_TASK ITEM_. The entries below should appear again in your reply, word for word.

_RECORDS TO USE_.
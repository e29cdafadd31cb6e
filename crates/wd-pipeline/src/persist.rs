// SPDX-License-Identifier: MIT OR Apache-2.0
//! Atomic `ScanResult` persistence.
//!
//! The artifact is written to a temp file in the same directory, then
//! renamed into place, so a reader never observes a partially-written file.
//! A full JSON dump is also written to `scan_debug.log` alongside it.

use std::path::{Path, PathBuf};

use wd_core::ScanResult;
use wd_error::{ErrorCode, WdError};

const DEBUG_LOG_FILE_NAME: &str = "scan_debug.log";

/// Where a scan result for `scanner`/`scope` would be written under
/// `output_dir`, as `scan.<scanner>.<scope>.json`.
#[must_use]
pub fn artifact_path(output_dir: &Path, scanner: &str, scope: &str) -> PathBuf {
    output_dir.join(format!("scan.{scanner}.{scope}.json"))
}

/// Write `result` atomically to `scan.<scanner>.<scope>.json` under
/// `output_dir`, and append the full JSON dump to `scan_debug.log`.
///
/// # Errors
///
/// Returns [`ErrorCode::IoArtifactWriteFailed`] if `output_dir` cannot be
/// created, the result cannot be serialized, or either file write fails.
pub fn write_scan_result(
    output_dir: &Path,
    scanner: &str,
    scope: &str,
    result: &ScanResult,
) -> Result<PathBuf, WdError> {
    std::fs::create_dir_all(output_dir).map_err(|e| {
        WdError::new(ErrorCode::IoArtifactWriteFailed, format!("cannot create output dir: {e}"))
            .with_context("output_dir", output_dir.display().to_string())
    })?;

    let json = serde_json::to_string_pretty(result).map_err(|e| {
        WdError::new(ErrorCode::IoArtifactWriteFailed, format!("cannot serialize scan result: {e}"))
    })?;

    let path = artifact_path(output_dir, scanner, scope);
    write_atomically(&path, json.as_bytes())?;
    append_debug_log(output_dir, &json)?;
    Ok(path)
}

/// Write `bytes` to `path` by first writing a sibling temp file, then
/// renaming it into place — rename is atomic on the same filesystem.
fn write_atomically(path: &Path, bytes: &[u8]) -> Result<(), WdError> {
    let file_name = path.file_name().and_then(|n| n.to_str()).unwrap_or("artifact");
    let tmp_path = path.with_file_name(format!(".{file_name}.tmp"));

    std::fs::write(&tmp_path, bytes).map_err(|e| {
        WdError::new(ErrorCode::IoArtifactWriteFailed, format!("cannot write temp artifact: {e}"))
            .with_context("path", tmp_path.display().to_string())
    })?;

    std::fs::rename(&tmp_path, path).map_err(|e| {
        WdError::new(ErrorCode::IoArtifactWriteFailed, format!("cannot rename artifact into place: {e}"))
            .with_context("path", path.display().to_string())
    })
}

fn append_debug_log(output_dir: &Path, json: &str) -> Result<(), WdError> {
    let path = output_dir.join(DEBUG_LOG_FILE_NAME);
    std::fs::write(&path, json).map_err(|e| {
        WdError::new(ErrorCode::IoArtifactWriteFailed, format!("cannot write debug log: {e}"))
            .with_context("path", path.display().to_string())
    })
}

_SOLUTION TO THE PROBLEM_.
repository e29cdafadd31cb6e
filename crates/wd-pipeline/src/persist.rs
// SPDX-License-Identifier: MIT OR Apache-2.0
//! Atomic `ScanResult` persistence.
//!
//! The artifact is written to a temp file in the same directory, then
//! renamed into place, so a reader never observes a partially-written file.
//! A full JSON dump is also written to `scan_debug.log` alongside it.

use std::path::{Path, PathBuf};

use wd_core::ScanResult;
use wd_error::{ErrorCode, WdError};

const DEBUG_LOG_FILE_NAME: &str = "scan_debug.log";

/// Where a scan result for `scanner`/`scope` would be written under
/// `output_dir`, as `scan.<scanner>.<scope>.json`.
#[must_use]
pub fn artifact_path(output_dir: &Path, scanner: &str, scope: &str) -> PathBuf {
    output_dir.join(format!("scan.{scanner}.{scope}.json"))
}

/// Write `result` atomically to `scan.<scanner>.<scope>.json` under
/// `output_dir`, and append the full JSON dump to `scan_debug.log`.
///
/// # Errors
///
/// Returns [`ErrorCode::IoArtifactWriteFailed`] if `output_dir` cannot be
/// created, the result cannot be serialized, or either file write fails.
pub fn write_scan_result(
    output_dir: &Path,
    scanner: &str,
    scope: &str,
    result: &ScanResult,
) -> Result<PathBuf, WdError> {
    std::fs::create_dir_all(output_dir).map_err(|e| {
        WdError::new(ErrorCode::IoArtifactWriteFailed, format!("cannot create output dir: {e}"))
            .with_context("output_dir", output_dir.display().to_string())
    })?;

    let json = serde_json::to_string_pretty(result).map_err(|e| {
        WdError::new(ErrorCode::IoArtifactWriteFailed, format!("cannot serialize scan result: {e}"))
    })?;

    let path = artifact_path(output_dir, scanner, scope);
    write_atomically(&path, json.as_bytes())?;
    append_debug_log(output_dir, &json)?;
    Ok(path)
}

/// Write `bytes` to `path` by first writing a sibling temp file, then
/// renaming it into place — rename is atomic on the same filesystem.
fn write_atomically(path: &Path, bytes: &[u8]) -> Result<(), WdError> {
    let file_name = path.file_name().and_then(|n| n.to_str()).unwrap_or("artifact");
    let tmp_path = path.with_file_name(format!(".{file_name}.tmp"));

    std::fs::write(&tmp_path, bytes).map_err(|e| {
        WdError::new(ErrorCode::IoArtifactWriteFailed, format!("cannot write temp artifact: {e}"))
            .with_context("path", tmp_path.display().to_string())
    })?;

    std::fs::rename(&tmp_path, path).map_err(|e| {
        WdError::new(ErrorCode::IoArtifactWriteFailed, format!("cannot rename artifact into place: {e}"))
            .with_context("path", path.display().to_string())
    })
}

fn append_debug_log(output_dir: &Path, json: &str) -> Result<(), WdError> {
    let path = output_dir.join(DEBUG_LOG_FILE_NAME);
    std::fs::write(&path, json).map_err(|e| {
        WdError::new(ErrorCode::IoArtifactWriteFailed, format!("cannot write debug log: {e}"))
            .with_context("path", path.display().to_string())
    })
}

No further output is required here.